It is National Poetry Month and some have suggested I offer my favorite poem on this blog. I have a small number of favorite poems, and a strong preference for a particular type of poem, ones that meld us with Place, and the deeper meaning beyond words of that Place.
But my favorite poem of all, one that deeply changed how I experience my world, is not like that. Not quite. And yet in another much more subtle way it is.
When I was a college student I found it written on the wall of the men’s room in the Bierstube in Lawrence, Kansas, next to the observation “You don’t buy beer, you rent it.”
The verse affected me deeply when I encountered it in the 60s. It has never stopped doing so. The whole poem was not there, only a crucial part. Even that part was in translation from the original Russian. I give it now, excerpted from Yevgeny Yevtushenko’s “People” in his Selected Poems.

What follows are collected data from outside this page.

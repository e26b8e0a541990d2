//! Email address type.

use core::fmt;

use serde::{Deserialize, Serialize};

/// Errors that can occur when parsing an [`Email`].
#[derive(thiserror::Error, Debug, Clone, PartialEq, Eq)]
pub enum EmailError {
    /// The input string is empty.
    #[error("email cannot be empty")]
    Empty,
    /// The input string is too long.
    #[error("email must be at most {max} characters")]
    TooLong {
        /// Maximum allowed length.
        max: usize,
    },
    /// The input is not `local@domain`.
    #[error("email must look like local@domain")]
    Malformed,
}

/// A customer email address. Unique per user in both stores.
///
/// ```
/// use storelens_core::Email;
///
/// assert!(Email::parse("shopper@example.com").is_ok());
/// assert!(Email::parse("no-at-symbol").is_err());
/// ```
#[derive(Debug, Clone, Serialize, Deserialize, PartialEq, Eq, Hash, PartialOrd, Ord)]
#[serde(transparent)]
pub struct Email(String);

impl Email {
    /// Maximum length of an email address (RFC 5321).
    pub const MAX_LENGTH: usize = 254;

    /// Parse an `Email` from a string.
    ///
    /// # Errors
    ///
    /// Returns an error if the input is empty, too long, or lacks a
    /// non-empty local part and domain around a single `@`.
    pub fn parse(s: &str) -> Result<Self, EmailError> {
        if s.is_empty() {
            return Err(EmailError::Empty);
        }
        if s.len() > Self::MAX_LENGTH {
            return Err(EmailError::TooLong {
                max: Self::MAX_LENGTH,
            });
        }
        match s.split_once('@') {
            Some((local, domain))
                if !local.is_empty() && !domain.is_empty() && !domain.contains('@') =>
            {
                Ok(Self(s.to_owned()))
            }
            _ => Err(EmailError::Malformed),
        }
    }

    /// Returns the email address as a string slice.
    #[must_use]
    pub fn as_str(&self) -> &str {
        &self.0
    }
}

impl fmt::Display for Email {
    fn fmt(&self, f: &mut fmt::Formatter<'_>) -> fmt::Result {
        f.write_str(&self.0)
    }
}

impl std::str::FromStr for Email {
    type Err = EmailError;

    fn from_str(s: &str) -> Result<Self, Self::Err> {
        Self::parse(s)
    }
}

#[cfg(feature = "postgres")]
impl sqlx::Type<sqlx::Postgres> for Email {
    fn type_info() -> sqlx::postgres::PgTypeInfo {
        <String as sqlx::Type<sqlx::Postgres>>::type_info()
    }

    fn compatible(ty: &sqlx::postgres::PgTypeInfo) -> bool {
        <String as sqlx::Type<sqlx::Postgres>>::compatible(ty)
    }
}

#[cfg(feature = "postgres")]
impl<'r> sqlx::Decode<'r, sqlx::Postgres> for Email {
    fn decode(value: sqlx::postgres::PgValueRef<'r>) -> Result<Self, sqlx::error::BoxDynError> {
        let s = <String as sqlx::Decode<sqlx::Postgres>>::decode(value)?;
        // Seeded data is generated valid; the column has a UNIQUE constraint only.
        Ok(Self(s))
    }
}

#[cfg(feature = "postgres")]
impl sqlx::Encode<'_, sqlx::Postgres> for Email {
    fn encode_by_ref(
        &self,
        buf: &mut sqlx::postgres::PgArgumentBuffer,
    ) -> Result<sqlx::encode::IsNull, sqlx::error::BoxDynError> {
        <String as sqlx::Encode<sqlx::Postgres>>::encode_by_ref(&self.0, buf)
    }
}
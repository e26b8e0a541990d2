//! Remove all StoreLens data.
//!
//! # Usage
//!
//! ```bash
//! # Both stores
//! storelens cleanup
//!
//! # Only one side
//! storelens cleanup --only relational
//! storelens cleanup --only document
//! ```
//!
//! The relational schema and the session table are kept; document
//! collections are dropped and recreated by the next mirror.

use tracing::info;

use storelens_core::StoreKind;
use storelens_server::db;
use storelens_server::docstore::mirror;

use super::{CliError, connect_document, connect_relational, load_config};

/// Delete the data of one store, or both when `only` is `None`.
///
/// # Errors
///
/// Returns an error if a targeted store is unreachable or not configured.
pub async fn run(only: Option<StoreKind>) -> Result<(), CliError> {
    let config = load_config()?;

    if only != Some(StoreKind::Document) {
        let pool = connect_relational(&config).await?;
        db::seed::clear(&pool).await?;
    }
    if only != Some(StoreKind::Relational) {
        let store = connect_document(&config).await?;
        mirror::clear(&store).await?;
    }

    info!("Cleanup complete");
    Ok(())
}
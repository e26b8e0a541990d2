//! Document store operations (`MongoDB`).
//!
//! # Collections
//!
//! - `users`, `products`, `carts`, `cart_items`, `reviews` - one document per relational row
//! - `orders` - orders with their items embedded under `items`
//!
//! Documents use the relational id as `_id`, so a mirrored record can be
//! matched across stores. Money is stored as doubles and read back rounded to
//! cents.
//!
//! The document store is read-only at request time: the cart write path
//! goes to `PostgreSQL`, and `storelens-cli mirror` copies it across.

pub mod documents;
pub mod mirror;
mod store;

use std::time::Duration;

use mongodb::options::ClientOptions;
use secrecy::ExposeSecret;
use thiserror::Error;

use storelens_core::{Error as CoreError, StoreKind};

use crate::config::MongoConfig;

pub use store::MongoStore;

/// Collection names.
pub mod collections {
    pub const USERS: &str = "users";
    pub const PRODUCTS: &str = "products";
    pub const CARTS: &str = "carts";
    pub const CART_ITEMS: &str = "cart_items";
    pub const ORDERS: &str = "orders";
    pub const REVIEWS: &str = "reviews";

    /// Every collection, parents first.
    pub const ALL: [&str; 6] = [USERS, PRODUCTS, CARTS, CART_ITEMS, ORDERS, REVIEWS];
}

/// Errors that can occur during document store operations.
#[derive(Debug, Error)]
pub enum DocumentStoreError {
    /// Driver error (connection, query, server selection timeout).
    #[error("mongodb error: {0}")]
    Mongo(#[from] mongodb::error::Error),

    /// A stored document violates a domain invariant.
    #[error("data corruption: {0}")]
    DataCorruption(String),
}

impl From<DocumentStoreError> for CoreError {
    fn from(err: DocumentStoreError) -> Self {
        match err {
            DocumentStoreError::Mongo(e) => Self::unavailable(StoreKind::Document, e),
            DocumentStoreError::DataCorruption(msg) => Self::Corrupt(msg),
        }
    }
}

/// Connect to the configured document database.
///
/// The driver connects lazily; a down server surfaces on the first query,
/// bounded by a short server selection timeout.
///
/// # Errors
///
/// Returns `DocumentStoreError::Mongo` if the URI cannot be parsed.
pub async fn connect(config: &MongoConfig) -> Result<MongoStore, DocumentStoreError> {
    let mut options = ClientOptions::parse(config.uri.expose_secret()).await?;
    options.app_name = Some("storelens".to_string());
    options.server_selection_timeout = Some(Duration::from_secs(5));
    options.connect_timeout = Some(Duration::from_secs(5));
    options.max_pool_size = Some(10);

    let client = mongodb::Client::with_options(options)?;
    Ok(MongoStore::new(client.database(&config.database)))
}

/// Connect to the document database if one is configured.
///
/// A configuration the driver rejects (a malformed URI, an SRV record that
/// does not resolve) is logged and treated as not configured, so the
/// relational side keeps serving.
pub async fn connect_optional(config: Option<&MongoConfig>) -> Option<MongoStore> {
    let Some(config) = config else {
        tracing::warn!("STORELENS_MONGODB_URI not set; document store disabled");
        return None;
    };
    match connect(config).await {
        Ok(store) => {
            tracing::info!(database = %config.database, "Document store client created");
            Some(store)
        }
        Err(e) => {
            tracing::error!(error = %e, "Document store misconfigured; document store disabled");
            None
        }
    }
}

#[cfg(test)]
mod tests {
    use secrecy::SecretString;

    use super::*;

    fn config(uri: &str) -> MongoConfig {
        MongoConfig {
            uri: SecretString::from(uri.to_string()),
            database: "storelens_test".to_string(),
        }
    }

    #[tokio::test]
    async fn test_unparseable_uri_disables_document_store() {
        assert!(connect_optional(Some(&config("not-a-mongodb-uri"))).await.is_none());
        assert!(connect_optional(None).await.is_none());
    }

    #[tokio::test]
    async fn test_valid_uri_connects_lazily() {
        let store = connect_optional(Some(&config("mongodb://127.0.0.1:1"))).await;
        assert!(store.is_some());
    }

    #[test]
    fn test_corruption_maps_to_core_corrupt() {
        let err: CoreError = DocumentStoreError::DataCorruption("order o1".to_string()).into();
        assert!(matches!(err, CoreError::Corrupt(_)));
    }

    #[test]
    fn test_collection_names_unique() {
        let mut names = collections::ALL.to_vec();
        names.sort_unstable();
        names.dedup();
        assert_eq!(names.len(), collections::ALL.len());
    }
}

In any man who dies there dies with him
His first snow and kiss and fight.
It goes with him.
They are left books and bridges
And painted canvas and machinery.
Whose fate is to survive.
But what has gone is also not nothing:
By the rule of the game something has gone.
Not people die but worlds die in them.
It would be years still before I became a Pagan, but already I was captivated by the magic and meaning of immanence, and the deep beauty and sacredness of the concrete.
For the next week I will offer some others that are special to me – and hopefully some of my readers will do the same. I will save explicitly Pagan poems until the last. I am doing this in part to motivate me to return to some of my favorites, and re-read them at my leisure.



posted April 6, 2009 at 9:15 pm
I really wish I knew who wrote this. A guy gave me a copy back in the 1970′s and I’ve been looking ever since. As a librarian, I know where to look… so I’m assuming it was an SCAer or in some other unindexed sort of publication. It always makes me cry.
ELF HILL
When rises full moon, midsummer moon
And all the forest sounds are still
Then I shall pass the Fairy Ring
And seek my love within Elf Hill
My lover is no earthly knight
From what place he comes no-one knows
Leaf-pointed are his upswept ears
Wing slanted are his crow-black brows
Last Hallows Eve I had a dream
That no-one spoke, yet one did call
My lamp dipped low, I ventured forth
Elf-struck I left my father’s hall
My Elf Lord sat upon Elf Hill
With eyes that knew no tears he cried
And said his voice, in voice of grass and bells
That he would mate, or he must die
With autumn frost the northwind blew
A cloak we shared to keep both warm
And I was drowned in elfin eyes
But harboured safe in elfin arms
He would not let me longer stay
But sent me to my home again
Nor offered false, sweet words of love
For human hearts, in time, will mend
My Lord was bound by iron bands
Of distant duty, bride and hearth
He by fire and stone and sand
I by fog and flower and earth
Upon the path to my father’s hall
My footsteps fell like cold salt tears
I left a night of silver dreams
And woke to cold, gray mortal years
It is my need, as it was his
Once more our meeting place to find
To step into the magic wood
And leave the fields we know behind
And be it granted he is there
And I shall tell him why I came
And lay his son upon his knee
And pray he give my child his name
My son shall have his right of birth
If back of the northwind he must go
To love the man I cannot have
To have the home I may not know
posted April 6, 2009 at 11:16 pm
Rowan and Gus, those are lovely. I’ll go w Mary Oliver’s Summer Poem Touching on the Subject of Faith, which I’ve blogged many times.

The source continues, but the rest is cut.